Voici tout juste trois ans, vous avez crée le Festival de Jazz Métis. Qu’est-ce qui a présidé à sa naissance ?

Avec Jean-Rémy Guédon, autour de l’Ensemble Archimusic, une cohabitation de plusieurs genres musicaux réunissant le classique, le jazz et le contemporain, on a commencé à lancer un premier festival, avec des invités  venant essentiellement des communautés africaines : des musiciens camerounais avec lesquels je joue, puis des Maliens, et en 2010, des Antillais ainsi que Codjia, un percussionniste  béninois.

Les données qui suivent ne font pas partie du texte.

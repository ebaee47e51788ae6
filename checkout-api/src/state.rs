use std::sync::Arc;
use checkout_core::payment::CheckoutProvider;
use checkout_core::repository::OrderRepository;
use checkout_core::settings::SettingsStore;
use checkout_order::{CheckoutService, Reconciler};

#[derive(Clone)]
pub struct AppState {
    pub orders: Arc<dyn OrderRepository>,
    pub settings: Arc<dyn SettingsStore>,
    pub provider: Arc<dyn CheckoutProvider>,
    pub reconciler: Arc<Reconciler>,
    pub checkout: Arc<CheckoutService>,
    /// Name of the cookie carrying the customer session key.
    pub session_cookie: String,
}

Lorsque j’ai repris les choses en main en 2011, j’ai souhaité organiser un rendez-vous où puisse se produire un éventail de groupes plus large, représentant toutes les influences des musiques traditionnelles se mariant avec le jazz. Autrement dit, proposer un panel plus ouvert à la diversité culturelle,  avec une composante jazz plus marquée. Ainsi, au cours des deux éditions précédentes, le Festival a reçu des musiciens argentins, d’Afrique subsaharienne, du Maghreb, d’Inde et l’on a pu entendre de grandes formations tel l’Orchestre de la Lune, ce Big band festif fondé par le saxophoniste américain John Handelsman.

La France compte aujourd’hui une myriade de festivals, qui embrassent absolument tous les genres musicaux,  jazz compris. En quoi le Festival de Jazz Métis est-il singulier?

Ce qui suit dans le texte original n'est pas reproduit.